All analysis deliberately followed an appreciative enquiry approach [50,51,52]. The focus was thus principally on identifying positive features of the interaction as well as locating interactional evidence for the themes from the interviews which represented the participants’ perpectives. At the same time, other relevant features that came to light were noted and taken into account in the analysis and interpretation of the data.

Patients were not involved in the design or analysis of the study.

Results

Participants

Thirty two patients were approached to participate, of whom 7 declined. A further 5 patient consultations were not recorded for logistic reasons. Recordings were made of 20 patients in consultations, 11 of whom were accompanied by a partner or other family member (18 video and 2 audio only). One consultation was only partially recorded at the doctor’s request. Sixteen of the 20 patients and those accompanying them were interviewed (the remaining patients declined due to time constraints). Two patients declined consent for their medical notes to be obtained. Thirteen obstetricians were filmed across the 20 consultations, all of whom were interviewed afterwards (one via email).

Participant characteristics

The patients were between 20 and 39 years old, with more in the older age bracket (12/20 aged 30–39); half were of European background (most of whom were New Zealand born) and most were well-educated. More than half (13/20) had given birth before. (See Table 1).

Table 1 Demographic characteristics of patients

The 13 obstetricians in the study included 6 consultants (11 consultations recorded) and 7 registrars (9 consultations recorded). Most were female (9/13) including all of the registrars, and included overseas and locally trained doctors with a range of experience.

Consultation characteristics

As background to and context for the analysis of the quality of the communication that follows, we initially report on several descriptive features of the consultations: length, structure, reasons for referral and the structure of the consultation openings.

Length of consultations

The length of consultations ranged from about 15 min to nearly an hour. Of the 19 full length consultations recorded, 13 were 15–30 min in length and six were 30–60 min. The average length of consultation was 28 min, with registrars being more likely to have longer consultations.

Consultation structure

Eleven of the consultations began with a discussion of the main referral issues while six began with the medical history (three had an unclear structure). There was a tendency for the more experienced obstetricians to deal with the main referral issue first and to back-fill the medical history later in the consultation, while registrars most often began with the medical history.

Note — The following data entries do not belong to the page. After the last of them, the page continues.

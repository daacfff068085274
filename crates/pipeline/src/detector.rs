use crate::errors::EstimatorError;
use crate::frame::encode_jpeg;
use image::RgbImage;
use serde::Deserialize;
use std::time::Duration;

// COCO-17 keypoint layout. Index assignments are part of the estimator
// contract and not renegotiable.
pub const LEFT_SHOULDER: usize = 5;
pub const RIGHT_SHOULDER: usize = 6;
pub const LEFT_HIP: usize = 11;
pub const RIGHT_HIP: usize = 12;
pub const LEFT_KNEE: usize = 13;
pub const RIGHT_KNEE: usize = 14;
pub const LEFT_ANKLE: usize = 15;
pub const RIGHT_ANKLE: usize = 16;
pub const KEYPOINT_COUNT: usize = 17;

/// 2D joint position in pixel coordinates.
#[derive(Debug, Clone, Copy, PartialEq, Deserialize)]
pub struct Keypoint {
    pub x: f32,
    pub y: f32,
}

#[derive(Debug, Clone, Copy, Deserialize)]
pub struct BoundingBox {
    pub x1: f32,
    pub y1: f32,
    pub x2: f32,
    pub y2: f32,
}

/// One detected person: bounding box plus the ordered joint set.
#[derive(Debug, Clone, Deserialize)]
pub struct SubjectDetection {
    pub bbox: BoundingBox,
    pub keypoints: Vec<Keypoint>,
    pub confidence: f32,
}

/// External pose-estimation collaborator.
///
/// Input is a frame, output is the ordered detection list for that
/// frame. The model behind this seam is a black box; detection order is
/// the only subject identity it provides.
pub trait PoseEstimator: Send + Sync {
    fn estimate(&self, frame: &RgbImage) -> Result<Vec<SubjectDetection>, EstimatorError>;
}

/// Pose estimator reached over HTTP: POST the JPEG-encoded frame,
/// receive a JSON detection list.
pub struct HttpPoseEstimator {
    client: reqwest::blocking::Client,
    endpoint: String,
    min_confidence: f32,
}

impl HttpPoseEstimator {
    pub fn new(
        endpoint: impl Into<String>,
        min_confidence: f32,
        timeout: Duration,
    ) -> Result<Self, EstimatorError> {
        let client = reqwest::blocking::Client::builder()
            .timeout(timeout)
            .build()?;
        Ok(Self {
            client,
            endpoint: endpoint.into(),
            min_confidence,
        })
    }
}

impl PoseEstimator for HttpPoseEstimator {
    fn estimate(&self, frame: &RgbImage) -> Result<Vec<SubjectDetection>, EstimatorError> {
        let jpeg = encode_jpeg(frame)?;

        let response = self
            .client
            .post(&self.endpoint)
            .header(reqwest::header::CONTENT_TYPE, "image/jpeg")
            .body(jpeg)
            .send()?;

        if !response.status().is_success() {
            return Err(EstimatorError::Status(response.status().as_u16()));
        }

        let body = response.text()?;
        let detections: Vec<SubjectDetection> = serde_json::from_str(&body)?;

        Ok(detections
            .into_iter()
            .filter(|d| d.confidence >= self.min_confidence)
            .collect())
    }
}

#[cfg(test)]
mod tests {
    use super::*;

    #[test]
    fn detection_wire_format_parses() {
        let body = r#"[{
            "bbox": {"x1": 10.0, "y1": 20.0, "x2": 110.0, "y2": 220.0},
            "keypoints": [{"x": 1.0, "y": 2.0}, {"x": 3.0, "y": 4.0}],
            "confidence": 0.87
        }]"#;
        let detections: Vec<SubjectDetection> = serde_json::from_str(body).unwrap();
        assert_eq!(detections.len(), 1);
        assert_eq!(detections[0].keypoints.len(), 2);
        assert_eq!(detections[0].bbox.x2, 110.0);
    }

    #[test]
    fn unreachable_endpoint_is_a_request_error() {
        // Port 9 (discard) on localhost is not listening.
        let estimator = HttpPoseEstimator::new(
            "http://127.0.0.1:9/estimate",
            0.4,
            Duration::from_millis(200),
        )
        .unwrap();
        let frame = RgbImage::new(8, 8);
        assert!(matches!(
            estimator.estimate(&frame),
            Err(EstimatorError::Request(_))
        ));
    }
}
pub mod environment;
pub mod logging;

pub use environment::Environment;
pub use logging::setup_logging;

Most of the doctors (17) read the patient notes prior to beginning the consultation, although for three of the patients who saw a consultant, the notes were read during the consultation.

Reasons for referral

The reasons for referral to the high-risk antenatal clinic were varied, and often there was more than one reason for referral. The most common reasons were previous caesarean delivery - often in combination with other reasons (7), large or small for dates (2), twins (2) and bleeding (3). Other reasons for referral were: recurrent miscarriage; high BMIFootnote 3; threatened pre-term labour; previous infant deaths; hip dysplasia; recurrent herpes; low platelets; episode of dizziness/shortness of breath; low thyroid levels; schizophrenia management; malignant hyperthermia; latent tuberculosis; and previous HLHFootnote 4 infant deaths.

Referral recognition sequences

A clear referral recognition sequence (RRS) was identified in 18 of the 20 consultations.Footnote 5 Table 2 shows the patterns for referral recognition sequence (RRS) that were found.

Table 2 Patterns of Referral Recognition Sequence (RRS)

In half of the consultations, the RRS was explicit and mentioned both who had made the referral and why, although in nearly half of these, there was some delay in relaying the reason for referral. This delay meant that patients were unclear about some aspects of the referral for a time and could result in some discomfort where patients explicitly asked for the reason for their referral (as in the example for RRS Type 1b), or in other cases showed increased anxiety. This happened when patient notes were being read during the consultation, which was more common among the more experienced consultants. Apart from this tendency, there were no other clear differences between consultants and registrars in the use of RRS patterns.

Quality of the communication in the consultation

Analysis of participant interviews and of the consultation recordings highlighted a number of features that contributed to a sense of high quality communication and of patient satisfaction. Patient interview responses were almost universally positive, with all but one of the patients expressing satisfaction overall with the communication in the consultations. Comments on communication ranged from “good” (AN-SP34R-01 PT interview), to “he’s very good with his communication skills” (AN-SP29–01 PT interview), through to “amazing…. I think the best doctor I’ve seen.” (AN-SP36R-01 PT interview).

The following more specific positive features of the communication emerged from the mixed methods analysis. Tables 3 and 4 contain illustrative quotes from the interview data and excerpts from transcripts of the actual consultations that are referred to below.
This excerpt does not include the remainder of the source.